List entry Description
Summary of Monument
Cursus and an enclosed Iron Age or Romano-British farmstead 530m south-west of Longbridge Farm.
Reasons for Designation
A cursus is an elongated rectilinear earthwork, the length of which is normally greater than 250m and more than ten times its width. The sides are usually defined by a bank and external ditch, but occasionally by a line of closely set pits. The two long sides run roughly parallel and may incorporate earlier monuments of other classes. Access to the interior was restricted to a small number of entranceways, usually near the ends of the long sides. Cursus monuments vary enormously in length, from 250m at the lower end of the range up to 5.6km in the case of the Dorset Cursus. The width is normally in the range 20m to 60m. The greatest variations in the ground plan occur at the terminals, with a variety of both round ended and square ended examples recorded. Dateable finds from cursus monuments are few. Early Neolithic pottery has been found in the primary fill of some ditches, but there is also evidence of construction in the Late Neolithic period. There are indications re-cutting or extending of the ditches at some sites and the distribution of monuments of later periods often respects cursus monuments demonstrating their continued recognition through time. Taken together, these features indicate construction and use over a long period of time. Cursus monuments have been interpreted in various ways since their initial identification. The name itself is the Latin term for race track and this was one of the functions suggested by Stukeley in the 18th century.
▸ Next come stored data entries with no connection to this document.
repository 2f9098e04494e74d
use crate::config::{ARK_FOLDER, PREVIEWS_DIR};
use crate::core::index::ResourceIndex;
use crate::domain::model::{LinkData, ResourceId};
use crate::domain::ports::PageFetcher;
use crate::utils::error::{ArkError, Result};
use crate::utils::validation::validate_url;
use async_trait::async_trait;
use chrono::Utc;
use regex::Regex;
use std::fs;
use std::path::Path;

/// reqwest-backed fetcher used outside tests.
pub struct HttpPageFetcher {
    client: reqwest::Client,
}

impl HttpPageFetcher {
    pub fn new() -> Self {
        Self {
            client: reqwest::Client::new(),
        }
    }
}

impl Default for HttpPageFetcher {
    fn default() -> Self {
        Self::new()
    }
}

#[async_trait]
impl PageFetcher for HttpPageFetcher {
    async fn fetch_text(&self, url: &str) -> Result<String> {
        let response = self.client.get(url).send().await?.error_for_status()?;
        Ok(response.text().await?)
    }

    async fn fetch_bytes(&self, url: &str) -> Result<Vec<u8>> {
        let response = self.client.get(url).send().await?.error_for_status()?;
        Ok(response.bytes().await?.to_vec())
    }
}

/// Write a `.link` resource under the root. The id comes from the URL bytes,
/// so the same URL always lands in the same file. Preview download is
/// best-effort and never fails the command.
pub async fn create_link<F: PageFetcher + ?Sized>(
    root: &Path,
    fetcher: &F,
    url: &str,
    title: &str,
    desc: Option<&str>,
) -> Result<ResourceId> {
    validate_url("url", url)?;

    let id = ResourceId::compute_bytes(url.as_bytes());
    let data = LinkData {
        url: url.to_string(),
        title: title.to_string(),
        desc: desc.map(str::to_string),
        created_at: Utc::now(),
    };

    let file_path = root.join(format!("{}.link", id));
    fs::write(&file_path, serde_json::to_string_pretty(&data)?)?;
    tracing::debug!("Link written to {}", file_path.display());

    if let Err(e) = fetch_preview(root, fetcher, url, id).await {
        tracing::warn!("Could not fetch a preview for {}: {}", url, e);
    }

    Ok(id)
}

/// Read link data back, either from an explicit file or by id via the index.
pub fn load_link(root: &Path, file_path: Option<&Path>, id: Option<&str>) -> Result<LinkData> {
    let path = match (file_path, id) {
        (Some(path), _) => path.to_path_buf(),
        (None, Some(id)) => {
            let id: ResourceId = id.parse()?;
            let index = ResourceIndex::provide(root)?;
            let rel = index.path_of(id).ok_or_else(|| ArkError::IndexError {
                message: format!("no resource with id {}", id),
            })?;
            root.join(rel)
        }
        (None, None) => {
            return Err(ArkError::MissingArgument {
                name: "file_path or id",
            })
        }
    };

    let contents = fs::read_to_string(&path)?;
    Ok(serde_json::from_str(&contents)?)
}

async fn fetch_preview<F: PageFetcher + ?Sized>(
    root: &Path,
    fetcher: &F,
    url: &str,
    id: ResourceId,
) -> Result<()> {
    let html = fetcher.fetch_text(url).await?;

    let Some(image_url) = extract_og_image(&html) else {
        tracing::debug!("No og:image found for {}", url);
        return Ok(());
    };
    let Some(absolute) = resolve_image_url(url, &image_url) else {
        tracing::debug!("Unusable og:image URL for {}: {}", url, image_url);
        return Ok(());
    };

    let bytes = fetcher.fetch_bytes(absolute.as_str()).await?;
    let previews_dir = root.join(ARK_FOLDER).join(PREVIEWS_DIR);
    fs::create_dir_all(&previews_dir)?;
    fs::write(previews_dir.join(format!("{}.png", id)), bytes)?;
    tracing::debug!("Preview stored for {}", id);
    Ok(())
}

/// og:image content, either attribute order.
pub fn extract_og_image(html: &str) -> Option<String> {
    let property_first = Regex::new(
        r#"<meta[^>]*property\s*=\s*["']og:image["'][^>]*content\s*=\s*["']([^"']+)["']"#,
    )
    .ok()?;
    if let Some(caps) = property_first.captures(html) {
        return Some(caps[1].to_string());
    }

    let content_first = Regex::new(
        r#"<meta[^>]*content\s*=\s*["']([^"']+)["'][^>]*property\s*=\s*["']og:image["']"#,
    )
    .ok()?;
    content_first.captures(html).map(|caps| caps[1].to_string())
}

// 相對的 og:image 以頁面 URL 為基底
fn resolve_image_url(page_url: &str, image_url: &str) -> Option<url::Url> {
    url::Url::parse(image_url)
        .ok()
        .or_else(|| url::Url::parse(page_url).ok()?.join(image_url).ok())
}

#[cfg(test)]
mod tests {
    use super::*;

    #[test]
    fn test_extract_og_image_property_first() {
        let html = r#"<html><head>
            <meta property="og:image" content="https://cdn.example.com/pic.png" />
        </head></html>"#;
        assert_eq!(
            extract_og_image(html),
            Some("https://cdn.example.com/pic.png".to_string())
        );
    }

    #[test]
    fn test_extract_og_image_content_first() {
        let html = r#"<meta content="/images/cover.jpg" property="og:image">"#;
        assert_eq!(extract_og_image(html), Some("/images/cover.jpg".to_string()));
    }

    #[test]
    fn test_extract_og_image_missing() {
        let html = r#"<meta property="og:title" content="Just a title">"#;
        assert_eq!(extract_og_image(html), None);
    }

    #[test]
    fn test_resolve_image_url_handles_relative() {
        let absolute = resolve_image_url("https://example.com/post/1", "/img/a.png").unwrap();
        assert_eq!(absolute.as_str(), "https://example.com/img/a.png");

        let already_absolute =
            resolve_image_url("https://example.com", "https://cdn.example.com/b.png").unwrap();
        assert_eq!(already_absolute.as_str(), "https://cdn.example.com/b.png");
    }
}
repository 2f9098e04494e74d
use anyhow::Result;
use ark_cli::config::ArkPaths;
use ark_cli::core::backup::{run_backup_at, storages_exist};
use ark_cli::ArkError;
use std::fs;
use tempfile::TempDir;

#[test]
fn test_run_backup_copies_every_root() -> Result<()> {
    let base = TempDir::new()?;
    let paths = ArkPaths::rooted_at(base.path());

    let root_a = base.path().join("root-a");
    let root_b = base.path().join("root-b");
    fs::create_dir_all(root_a.join(".ark"))?;
    fs::create_dir_all(root_b.join(".ark/previews"))?;
    fs::write(root_a.join(".ark/index"), "index-a")?;
    fs::write(root_b.join(".ark/tags"), "tags-b")?;
    fs::write(root_b.join(".ark/previews/1-2.png"), "png")?;

    let report = run_backup_at(&paths, &[root_a.clone(), root_b.clone()], 1_700_000_000)?;

    let backup_dir = paths.backups_dir().join("1700000000");
    assert_eq!(report.backup_dir, backup_dir);
    assert_eq!(report.copied_roots, vec![root_a.clone(), root_b.clone()]);

    // roots keep their ordinal subfolder
    assert_eq!(fs::read_to_string(backup_dir.join("0/index"))?, "index-a");
    assert_eq!(fs::read_to_string(backup_dir.join("1/tags"))?, "tags-b");
    assert_eq!(
        fs::read_to_string(backup_dir.join("1/previews/1-2.png"))?,
        "png"
    );

    let manifest = fs::read_to_string(backup_dir.join("roots"))?;
    assert!(manifest.contains(&root_a.display().to_string()));
    assert!(manifest.contains(&root_b.display().to_string()));
    Ok(())
}

#[test]
fn test_backup_in_same_second_collides() -> Result<()> {
    let base = TempDir::new()?;
    let paths = ArkPaths::rooted_at(base.path());

    let root = base.path().join("root");
    fs::create_dir_all(root.join(".ark"))?;
    fs::write(root.join(".ark/index"), "x")?;

    run_backup_at(&paths, &[root.clone()], 42)?;
    let second = run_backup_at(&paths, &[root.clone()], 42);
    assert!(matches!(second, Err(ArkError::BackupCollision)));

    // a later second is fine again
    run_backup_at(&paths, &[root], 43)?;
    Ok(())
}

#[test]
fn test_backup_skips_roots_it_cannot_copy() -> Result<()> {
    let base = TempDir::new()?;
    let paths = ArkPaths::rooted_at(base.path());

    let good = base.path().join("good");
    let missing = base.path().join("missing");
    fs::create_dir_all(good.join(".ark"))?;
    fs::write(good.join(".ark/index"), "x")?;
    assert!(storages_exist(&good));
    assert!(!storages_exist(&missing));

    let report = run_backup_at(&paths, &[missing, good.clone()], 7)?;
    assert_eq!(report.copied_roots, vec![good]);

    // the good root still landed under its own ordinal
    let backup_dir = paths.backups_dir().join("7");
    assert!(backup_dir.join("1/index").exists());
    assert!(!backup_dir.join("0/index").exists());
    Ok(())
}
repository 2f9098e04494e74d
use crate::domain::model::{EntryOutput, SortOrder, StorageKind, ValueFormat};
use crate::utils::error::Result;
use crate::utils::validation::{
    validate_non_empty_string, validate_path, validate_positive_number, validate_url, Validate,
};
use clap::{Parser, Subcommand};
use std::path::PathBuf;

#[derive(Debug, Parser)]
#[command(name = "ark")]
#[command(about = "Manage and navigate resources organized in ARK roots")]
pub struct Cli {
    #[arg(short, long, help = "Enable verbose output")]
    pub verbose: bool,

    #[command(subcommand)]
    pub command: Command,
}

#[derive(Debug, Subcommand)]
pub enum Command {
    /// List resources indexed under a root
    List {
        root_dir: Option<PathBuf>,

        #[arg(long, help = "Shape of every output line")]
        entry: Option<EntryOutput>,

        #[arg(long, help = "Print only resource ids")]
        entry_id: bool,

        #[arg(long, help = "Print only resource paths")]
        entry_path: bool,

        #[arg(long, help = "Add a last-modified column")]
        modified: bool,

        #[arg(long, help = "Add a tags column")]
        tags: bool,

        #[arg(long, help = "Add a scores column")]
        scores: bool,

        #[arg(long, help = "Sort by the modified column")]
        sort: Option<SortOrder>,

        #[arg(long, help = "Keep only entries carrying this tag")]
        filter: Option<String>,
    },

    /// Back up the .ark folder of every registered root
    Backup {
        roots_cfg: Option<PathBuf>,
    },

    /// Report resource id collisions under a root
    Collisions {
        root_dir: Option<PathBuf>,
    },

    /// Watch a root and report index changes
    Monitor {
        root_dir: Option<PathBuf>,

        /// Poll interval in milliseconds
        interval: Option<u64>,
    },

    /// Manage link resources
    #[command(subcommand)]
    Link(LinkCommand),

    /// Read and write a single resource's storage value
    #[command(subcommand)]
    File(FileCommand),

    /// Inspect storages
    #[command(subcommand)]
    Storage(StorageCommand),
}

#[derive(Debug, Subcommand)]
pub enum LinkCommand {
    /// Create a .link resource for a URL
    Create {
        #[arg(short, long)]
        root_dir: Option<PathBuf>,

        url: Option<String>,

        title: Option<String>,

        desc: Option<String>,
    },

    /// Load and print a stored link
    Load {
        #[arg(short, long)]
        root_dir: Option<PathBuf>,

        file_path: Option<PathBuf>,

        id: Option<String>,
    },
}

#[derive(Debug, Subcommand)]
pub enum FileCommand {
    /// Append content onto a resource's stored value
    Append {
        root_dir: PathBuf,

        storage: String,

        id: String,

        content: String,

        #[arg(short, long)]
        format: Option<ValueFormat>,

        #[arg(short = 't', long = "type")]
        kind: Option<StorageKind>,
    },

    /// Replace a resource's stored value
    Insert {
        root_dir: PathBuf,

        storage: String,

        id: String,

        content: String,

        #[arg(short, long)]
        format: Option<ValueFormat>,

        #[arg(short = 't', long = "type")]
        kind: Option<StorageKind>,
    },

    /// Print a resource's stored value
    Read {
        root_dir: PathBuf,

        storage: String,

        id: String,

        #[arg(short = 't', long = "type")]
        kind: Option<StorageKind>,
    },
}

#[derive(Debug, Subcommand)]
pub enum StorageCommand {
    /// List the resource ids recorded in a storage
    List {
        #[arg(short, long)]
        root_dir: Option<PathBuf>,

        storage: Option<String>,

        #[arg(short = 't', long = "type")]
        kind: Option<StorageKind>,

        #[arg(short, long, help = "Show every stored version")]
        versions: bool,
    },
}

impl Validate for Cli {
    fn validate(&self) -> Result<()> {
        match &self.command {
            Command::Monitor {
                interval: Some(interval),
                ..
            } => validate_positive_number("interval", *interval, 1),
            Command::Backup {
                roots_cfg: Some(cfg),
            } => validate_path("roots_cfg", &cfg.to_string_lossy()),
            Command::Link(LinkCommand::Create { url, title, .. }) => {
                if let Some(url) = url {
                    validate_url("url", url)?;
                }
                if let Some(title) = title {
                    validate_non_empty_string("title", title)?;
                }
                Ok(())
            }
            Command::File(FileCommand::Append { content, .. })
            | Command::File(FileCommand::Insert { content, .. }) => {
                validate_non_empty_string("content", content)
            }
            _ => Ok(()),
        }
    }
}
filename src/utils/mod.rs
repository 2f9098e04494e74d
pub mod error;
pub mod logger;
pub mod monitor;
pub mod validation;
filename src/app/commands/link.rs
use crate::core::link::{create_link, load_link, HttpPageFetcher};
use crate::domain::model::LinkData;
use crate::utils::error::{ArkError, Result};
use std::path::Path;

pub async fn run_link_create(
    root: &Path,
    url: Option<&str>,
    title: Option<&str>,
    desc: Option<&str>,
) -> Result<()> {
    let url = url.ok_or(ArkError::MissingArgument { name: "Url" })?;
    let title = title.ok_or(ArkError::MissingArgument { name: "Title" })?;

    println!("Saving link...");
    let fetcher = HttpPageFetcher::new();
    let id = create_link(root, &fetcher, url, title, desc).await?;
    tracing::info!("Link {} saved under {}", id, root.display());
    println!("Link saved successfully!");
    Ok(())
}

pub fn run_link_load(root: &Path, file_path: Option<&Path>, id: Option<&str>) -> Result<LinkData> {
    load_link(root, file_path, id)
}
More recently a ritual or ceremonial role has been suggested. Of the 40 or so examples recorded nationally, most are widely scattered across central and eastern England, though the distribution extends to northern counties. The majority lie on the flat, well drained gravel terraces of major river valleys, but a number are known on the chalk down lands of Dorset and Wiltshire. As one of the few known classes of Neolithic monument, and due to their comparative rarity, their considerable age and their longevity as a monument type, all cursus monuments are considered to be important.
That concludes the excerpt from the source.